La compañía alegó que estas ausencias provocaron retrasos, sobrecarga de tareas entre compañeros y un incumplimiento grave de sus obligaciones laborales.
El caso ha generado debate en Alemania y vuelve a plantear una pregunta incómoda: ¿puede una empresa despedir a un trabajador por ir demasiado tiempo al baño? La respuesta no está en el simple hecho de acudir al aseo, sino en si esas pausas son reiteradas, excesivas y causan un perjuicio real en la organización.
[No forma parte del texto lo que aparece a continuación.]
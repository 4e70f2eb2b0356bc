//! Ranked adds and cuts.
//!
//! All rankings are stable sorts over the matching-key order of the diff,
//! so exact ties keep the order in which their keys were first seen.

use super::position::{ChangeType, PositionDiff};
use serde::{Deserialize, Serialize};
use std::cmp::Ordering;

/// Six top-N lists of the largest moves in a quarter.
#[derive(Debug, Clone, Default, PartialEq, Serialize, Deserialize)]
pub struct RankedMoves {
    /// Largest positive value deltas.
    pub top_adds_by_value: Vec<PositionDiff>,
    /// Largest negative value deltas.
    pub top_cuts_by_value: Vec<PositionDiff>,
    /// Fastest growing existing positions (NEW excluded).
    pub top_adds_by_growth_rate: Vec<PositionDiff>,
    /// Fastest shrinking positions with a defined growth rate.
    pub top_cuts_by_growth_rate: Vec<PositionDiff>,
    /// Largest positive portfolio impact.
    pub top_adds_by_portfolio_impact: Vec<PositionDiff>,
    /// Largest negative portfolio impact.
    pub top_cuts_by_portfolio_impact: Vec<PositionDiff>,
}

impl RankedMoves {
    /// Ranks the positions of one diff.
    #[must_use]
    pub fn rank(positions: &[PositionDiff], top_n: usize) -> Self {
        let adds: Vec<&PositionDiff> = positions.iter().filter(|d| d.is_add()).collect();
        let cuts: Vec<&PositionDiff> = positions.iter().filter(|d| d.is_cut()).collect();

        let adds_with_growth = adds
            .iter()
            .copied()
            .filter(|d| d.growth_rate.is_some() && d.change_type != ChangeType::New)
            .collect();
        let cuts_with_growth = cuts
            .iter()
            .copied()
            .filter(|d| d.growth_rate.is_some())
            .collect();
        let adds_with_impact = adds
            .iter()
            .copied()
            .filter(|d| d.portfolio_impact.is_some())
            .collect();
        let cuts_with_impact = cuts
            .iter()
            .copied()
            .filter(|d| d.portfolio_impact.is_some())
            .collect();

        Self {
            top_adds_by_value: top_n_by(adds, top_n, |a, b| {
                b.delta_value_usd.cmp(&a.delta_value_usd)
            }),
            top_cuts_by_value: top_n_by(cuts, top_n, |a, b| {
                a.delta_value_usd.cmp(&b.delta_value_usd)
            }),
            top_adds_by_growth_rate: top_n_by(adds_with_growth, top_n, |a, b| {
                descending(a.growth_rate, b.growth_rate)
            }),
            top_cuts_by_growth_rate: top_n_by(cuts_with_growth, top_n, |a, b| {
                descending(b.growth_rate, a.growth_rate)
            }),
            top_adds_by_portfolio_impact: top_n_by(adds_with_impact, top_n, |a, b| {
                descending(a.portfolio_impact, b.portfolio_impact)
            }),
            top_cuts_by_portfolio_impact: top_n_by(cuts_with_impact, top_n, |a, b| {
                descending(b.portfolio_impact, a.portfolio_impact)
            }),
        }
    }
}

fn top_n_by<F>(mut candidates: Vec<&PositionDiff>, n: usize, compare: F) -> Vec<PositionDiff>
where
    F: Fn(&PositionDiff, &PositionDiff) -> Ordering,
{
    candidates.sort_by(|a, b| compare(a, b));
    candidates.into_iter().take(n).cloned().collect()
}

/// Orders `a` before `b` when `a` is larger. Callers filter out `None` first.
fn descending(a: Option<f64>, b: Option<f64>) -> Ordering {
    b.unwrap_or(0.0).total_cmp(&a.unwrap_or(0.0))
}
El despido del trabajador alemán por ausencias prolongadas en el baño
La empresa no tomó la decisión de forma improvisada. Según la información del caso, aplicó el artículo 626 del Código Civil alemán, que permite la terminación inmediata del contrato cuando existe justa causa.
En la carta enviada al trabajador se detallaban los horarios exactos en los que desaparecía de su puesto. La compañía sostuvo que las pausas duraban entre 42 y 48 minutos, que se repitieron tres veces en una misma semana y que el empleado ya había recibido advertencias previas.
Vamos, que la empresa no habló de una visita puntual al baño, sino de una conducta que, según su versión, se había repetido y estaba afectando al trabajo diario.
| Aspecto del caso | Información aportada |
|---|---|
| País | Alemania |
| Duración de cada pausa | Entre 42 y 48 minutos |
| Repetición | Tres veces en una misma semana |
| Motivo alegado | Retrasos, sobrecarga de tareas e incumplimiento laboral |
| Medida adoptada | Despido inmediato |
Por tanto, el punto clave no fue acudir al aseo, sino el tiempo empleado, la repetición de esas ausencias y el impacto que la empresa aseguró que tenían sobre el resto del equipo.
Ir al baño es un derecho laboral, pero no siempre ilimitado
Los tribunales alemanes consideran que ir al baño es un derecho básico del trabajador. Es una necesidad fisiológica y, por tanto, no puede tratarse como una conducta sancionable sin más.
Ahora bien, ese derecho no se interpreta como ilimitado cuando las ausencias son muy largas, se repiten y generan problemas en la organización. ¿Dónde está entonces el límite? En la combinación de tres factores:
- La duración de las pausas.
- La repetición de las ausencias.
- El perjuicio ocasionado a la empresa o a los compañeros.
En este caso, la empresa defendió que esas tres piezas coincidían. Además, ya existía un antecedente en Alemania: en 2010, un Tribunal de Distrito determinó que estar más de 30 minutos en el baño no podía implicar automáticamente una reducción salarial si no había abuso intencionado.
No obstante, ese mismo criterio abría la puerta a medidas más severas cuando la compañía pudiera acreditar documentalmente un uso inapropiado de ese tiempo.
Qué deben saber los trabajadores ante pausas largas durante la jornada
Este caso deja una idea clara para cualquier trabajador: ir al baño es un derecho, pero usar esas pausas para fines ajenos al trabajo puede acabar generando un problema laboral.
La situación cambia si existen motivos médicos. Enfermedades intestinales, episodios de ansiedad o tratamientos médicos pueden justificar ausencias más largas. En esos casos, la empresa debe actuar con mayor prudencia y suele ser necesario acreditar la situación mediante un informe.
Tampoco cualquier despido de este tipo es automático. La organización debe documentar lo ocurrido, demostrar el perjuicio y, en casos como el descrito, acreditar que hubo advertencias previas. De ahí que no baste con sospechar o molestarse por una pausa larga.